July brought my dilemma regarding what to take to the Antiques Roadshow and a Strawberry Rhubarb Upside-Down Cake.

Later, I cried for cucumbers to be made into Refrigerator Pickles...which led to a friend gifting me with more cucumbers than I knew what to do with in August. I now have refrigerator pickles as well as several other versions canned on my food storage shelves.

Zucchini was loud and proud in August with a rich and creamy Zucchini Alfredo

...AND sweet and delicious Zucchini Oatmeal Sandwich Cookies making the pages of the South Dakota Magazine website.



I whined about the difficulty of finding some ingredients here on the prairie and shared the recipe for the ever spicy Andouille Sausage and Shrimp Skewers in September.

Maintaining that level of heat with the kick of my Basic Salsa for Canning was easy.

I admitted to not really loving crock pot cooking, but making a concession for Chipotle Pork earlier this month. 

And, just this past week, I started looking ahead to the holidays and meal planning with Green Beans in Mushroom Sauce.




There you have it...a round-up of what I have been sharing through South Dakota Magazine. Hopefully, I can be a bit more faithful with updates in the future.

Wednesday, August 08, 2012

Sneaky Neighbors

Do you live in a trustworthy neighborhood?

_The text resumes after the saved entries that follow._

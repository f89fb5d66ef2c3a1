//! Bridge discovery via the vendor's cloud endpoint.

use serde::{Deserialize, Serialize};

use crate::errors::Error;

type Result<T> = std::result::Result<T, Error>;

const DISCOVERY_URL: &str = "https://discovery.meethue.com/";

/// A Hue bridge known to the discovery service.
#[derive(Debug, Serialize, Deserialize, Clone)]
pub struct DiscoveredBridge {
    /// Bridge id reported by the discovery service
    pub id: String,
    /// LAN address the bridge is reachable at
    #[serde(rename = "internalipaddress")]
    pub internal_ip: String,
}

/// Discover Hue bridges through the vendor's cloud discovery endpoint.
///
/// Bridges phone home periodically; the endpoint lists every bridge seen
/// from the caller's public address. A bridge that never reached the cloud
/// cannot be found this way and must be configured by address instead.
///
/// # Examples
///
/// ```ignore
/// let bridges = discover_bridges().await?;
/// for bridge in bridges {
///     println!("  {} - {}", bridge.id, bridge.internal_ip);
/// }
/// ```
pub async fn discover_bridges() -> Result<Vec<DiscoveredBridge>> {
    let response = reqwest::get(DISCOVERY_URL)
        .await
        .map_err(|e| Error::http("discovery", e))?
        .error_for_status()
        .map_err(|e| Error::http("discovery", e))?;

    response
        .json::<Vec<DiscoveredBridge>>()
        .await
        .map_err(|e| Error::http("discovery decode", e))
}
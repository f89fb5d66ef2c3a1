//! Legacy (v1) light identifiers.

use serde::{Deserialize, Serialize};
use std::fmt;
use std::str::FromStr;

/// Numeric light id carried over from the bridge's v1 API.
///
/// The v2 API addresses every resource by UUID but still reports the old
/// `/lights/{n}` path in the `id_v1` field. The numeric part is the only
/// light identifier exposed to HTTP callers. Ids are always positive.
#[derive(Debug, Serialize, Deserialize, Clone, Copy, PartialEq, Eq, Hash, PartialOrd, Ord)]
#[serde(transparent)]
pub struct LegacyLightId {
    pub(crate) value: u64,
}

impl LegacyLightId {
    /// Create a new id with the given value.
    ///
    /// Returns `None` if value is zero.
    ///
    /// # Examples
    ///
    /// ```
    /// use hue_toggle_rs::LegacyLightId;
    ///
    /// assert!(LegacyLightId::create(0).is_none());
    /// assert!(LegacyLightId::create(7).is_some());
    /// ```
    pub fn create(value: u64) -> Option<Self> {
        if value > 0 {
            Some(LegacyLightId { value })
        } else {
            None
        }
    }

    /// Get the numeric value.
    pub fn value(&self) -> u64 {
        self.value
    }

    /// Extract the numeric id from a v1 resource path.
    ///
    /// Returns `None` when the path is not a light path or its id part is
    /// not a positive integer. Resources without a usable `id_v1` are
    /// expected on newer bridges, so this is never an error by itself.
    ///
    /// # Examples
    ///
    /// ```
    /// use hue_toggle_rs::LegacyLightId;
    ///
    /// assert_eq!(LegacyLightId::from_id_v1("/lights/7").map(|id| id.value()), Some(7));
    /// assert!(LegacyLightId::from_id_v1("/groups/7").is_none());
    /// assert!(LegacyLightId::from_id_v1("/lights/").is_none());
    /// assert!(LegacyLightId::from_id_v1("/lights/abc").is_none());
    /// ```
    pub fn from_id_v1(path: &str) -> Option<Self> {
        let digits = path.strip_prefix("/lights/")?;
        digits.parse().ok().and_then(Self::create)
    }
}

impl fmt::Display for LegacyLightId {
    fn fmt(&self, f: &mut fmt::Formatter<'_>) -> fmt::Result {
        write!(f, "{}", self.value)
    }
}

impl FromStr for LegacyLightId {
    type Err = String;

    /// Parse from a decimal string (e.g., "7").
    fn from_str(s: &str) -> Result<Self, String> {
        s.parse::<u64>()
            .ok()
            .and_then(Self::create)
            .ok_or_else(|| "expected a positive integer".into())
    }
}
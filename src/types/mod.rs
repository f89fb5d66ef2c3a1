//! Value types for light identifiers and control parameters.

mod brightness;
mod legacy;

pub use brightness::Brightness;
pub use legacy::LegacyLightId;
//! Resolution of caller-facing identifiers onto bridge resources.

use std::collections::{HashMap, HashSet};

use futures::future::join_all;
use serde::Serialize;
use uuid::Uuid;

use crate::client::BridgeClient;
use crate::errors::Error;
use crate::resources::{GroupedLightGet, LightGet, ResourceType, RoomGet};
use crate::types::LegacyLightId;

type Result<T> = std::result::Result<T, Error>;

/// A room and its lights, in listing form.
#[derive(Debug, Serialize, Clone, PartialEq, Eq)]
pub struct Group {
    pub name: String,
    pub lights: Vec<LightEntry>,
}

/// One light in a listing.
#[derive(Debug, Serialize, Clone, PartialEq, Eq)]
pub struct LightEntry {
    pub name: String,
    pub id: LegacyLightId,
}

/// Maps room names and legacy light ids onto the bridge's resource graph.
///
/// Holds nothing besides the client; every lookup reads fresh resources.
#[derive(Debug, Clone)]
pub struct Resolver<C> {
    client: C,
}

impl<C: BridgeClient> Resolver<C> {
    pub fn new(client: C) -> Self {
        Resolver { client }
    }

    /// Find the light carrying the given legacy id.
    ///
    /// Lights whose `id_v1` cannot be mapped are skipped, never errors.
    pub async fn light_by_legacy_id(&self, id: LegacyLightId) -> Result<LightGet> {
        let lights = self.client.get_lights().await?;
        lights
            .into_iter()
            .find(|light| light.legacy_id() == Some(id))
            .ok_or(Error::LightNotFound(id))
    }

    /// Find the room with exactly the given name.
    pub async fn room_by_name(&self, name: &str) -> Result<RoomGet> {
        let rooms = self.client.get_rooms().await?;
        rooms
            .into_iter()
            .find(|room| room.name() == name)
            .ok_or_else(|| Error::room_not_found(name))
    }

    /// Fetch the grouped light behind an id obtained from a room, as a
    /// fresh read of its aggregate state.
    pub async fn grouped_light(&self, id: Uuid) -> Result<GroupedLightGet> {
        self.client.get_grouped_light(id).await
    }

    /// Collect the ids of every light in `room`: direct light children plus
    /// lights owned through a device child. Devices that fail to load are
    /// skipped.
    pub async fn member_light_ids(&self, room: &RoomGet) -> HashSet<Uuid> {
        let mut ids = HashSet::new();
        let mut device_ids = Vec::new();

        for child in &room.children {
            match child.rtype {
                ResourceType::Light => {
                    ids.insert(child.rid);
                }
                ResourceType::Device => device_ids.push(child.rid),
                _ => {}
            }
        }

        let devices = join_all(device_ids.into_iter().map(|id| self.client.get_device(id))).await;
        for device in devices.into_iter().flatten() {
            ids.extend(device.light_service_ids());
        }

        ids
    }

    /// Build the full room and light listing, rooms sorted by name and
    /// lights sorted by (name, id).
    ///
    /// Member lights that no longer resolve, or whose `id_v1` is not
    /// mappable, are dropped from the listing.
    pub async fn list_groups(&self) -> Result<Vec<Group>> {
        let rooms = self.client.get_rooms().await?;
        let lights = self.client.get_lights().await?;
        let lights_by_id: HashMap<Uuid, &LightGet> =
            lights.iter().map(|light| (light.id, light)).collect();

        let mut groups = Vec::with_capacity(rooms.len());
        for room in &rooms {
            let mut entries = Vec::new();
            for light_id in self.member_light_ids(room).await {
                let Some(light) = lights_by_id.get(&light_id) else {
                    continue;
                };
                let Some(id) = light.legacy_id() else {
                    continue;
                };
                entries.push(LightEntry {
                    name: light.name().to_string(),
                    id,
                });
            }

            entries.sort_by(|a, b| a.name.cmp(&b.name).then(a.id.cmp(&b.id)));
            groups.push(Group {
                name: room.name().to_string(),
                lights: entries,
            });
        }

        groups.sort_by(|a, b| a.name.cmp(&b.name));
        Ok(groups)
    }
}
//! Runtime configuration loaded from disk.

use serde::{Deserialize, Serialize};

use crate::errors::Error;

type Result<T> = std::result::Result<T, Error>;

/// Runtime settings, read from a JSON file (`config.json` by default).
///
/// Every field may be omitted; [`Config::validate`] decides which ones are
/// actually required.
///
/// # Examples
///
/// ```
/// use hue_toggle_rs::Config;
///
/// let config: Config = serde_json::from_str(
///     r#"{ "hueUser": "app-key", "serverPort": 8080 }"#,
/// ).unwrap();
/// assert!(config.validate().is_ok());
/// assert_eq!(config.hue_bridge_ip, "");
/// assert_eq!(config.restore_previous_light_state, false);
/// ```
#[derive(Default, Debug, Serialize, Deserialize, Clone)]
#[serde(default, rename_all = "camelCase")]
pub struct Config {
    /// Bridge address. Empty means discover one on the local network.
    pub hue_bridge_ip: String,
    /// Application key issued by the bridge at pairing time.
    pub hue_user: String,
    /// Port the HTTP server listens on.
    pub server_port: i64,
    /// When set, a light turning on resumes its previous brightness
    /// instead of being forced to 100%.
    pub restore_previous_light_state: bool,
}

impl Config {
    /// Read and validate configuration from disk.
    pub fn load(path: &str) -> Result<Self> {
        let content =
            std::fs::read_to_string(path).map_err(|err| Error::config_read(path, err))?;
        let config: Config =
            serde_json::from_str(&content).map_err(|err| Error::config_decode(path, err))?;
        config.validate()?;
        Ok(config)
    }

    /// Check the required configuration fields.
    pub fn validate(&self) -> Result<()> {
        if self.hue_user.is_empty() {
            return Err(Error::MissingUser);
        }
        if !(1..=65535).contains(&self.server_port) {
            return Err(Error::PortOutOfRange);
        }
        Ok(())
    }

    /// Listen port as a socket-usable value. Meaningful only once
    /// [`Config::validate`] has passed.
    pub fn port(&self) -> u16 {
        self.server_port as u16
    }
}
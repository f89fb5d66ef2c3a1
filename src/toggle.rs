//! Toggle decisions: read the reported state, write the opposite.

use log::info;

use crate::client::BridgeClient;
use crate::errors::Error;
use crate::payload::{GroupedLightPut, LightPut};
use crate::resources::{GroupedLightGet, LightGet};
use crate::types::Brightness;

type Result<T> = std::result::Result<T, Error>;

/// Computes and writes the next state for a light or a grouped light.
///
/// Each call flips exactly the state observed at call time; concurrent
/// toggles of the same target race on the bridge and the last write wins.
#[derive(Debug, Clone)]
pub struct ToggleEngine<C> {
    client: C,
    restore_previous_light_state: bool,
}

impl<C: BridgeClient> ToggleEngine<C> {
    pub fn new(client: C, restore_previous_light_state: bool) -> Self {
        ToggleEngine {
            client,
            restore_previous_light_state,
        }
    }

    /// Flip one light based on its reported state.
    ///
    /// Turning on forces full brightness unless the restore policy is set.
    /// Turning off never touches brightness.
    pub async fn toggle_light(&self, light: &LightGet) -> Result<()> {
        if light.is_on() {
            let mut body = LightPut::new();
            body.on(false);
            self.client.update_light(light.id, body).await?;
            info!("Light found - toggled to off");
            return Ok(());
        }

        let mut body = LightPut::new();
        body.on(true);
        if !self.restore_previous_light_state {
            body.brightness(&Brightness::full());
        }
        self.client.update_light(light.id, body).await?;
        info!("Light found - toggled to on");
        Ok(())
    }

    /// Flip a grouped light based on its aggregate "any member on" state.
    pub async fn toggle_grouped_light(&self, grouped: &GroupedLightGet) -> Result<()> {
        if grouped.is_on() {
            let mut body = GroupedLightPut::new();
            body.on(false);
            self.client.update_grouped_light(grouped.id, body).await?;
            info!("Group found - any lights on toggling to off");
            return Ok(());
        }

        let mut body = GroupedLightPut::new();
        body.on(true);
        if !self.restore_previous_light_state {
            body.brightness(&Brightness::full());
        }
        self.client.update_grouped_light(grouped.id, body).await?;
        info!("Group found - all lights off toggling to on");
        Ok(())
    }
}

Is it safe to leave your doors unlocked and your windows open?

Even on August 8th?

What is August 8th, you ask?

It's "National Sneak a Zucchini Onto Your Neighbor's Porch Day."

Damn sneaky neighbors.

If you have been a victim, I have your remedy.

Check out the wide variety of Zucchini Recipes that I have already shared here on the blog...

Or, try something new: Shredded Zucchini and Corn.

This side dish is adapted from a Cook's Illustrated recipe. It is a quick and appetizing way to use not only the bounty of the zucchini harvest, but also delicious sweet corn and chives. Grilling steaks? Frying up some fish? Roasting a chicken? Shredded Zucchini and Corn can sneak onto the plate beside any of these.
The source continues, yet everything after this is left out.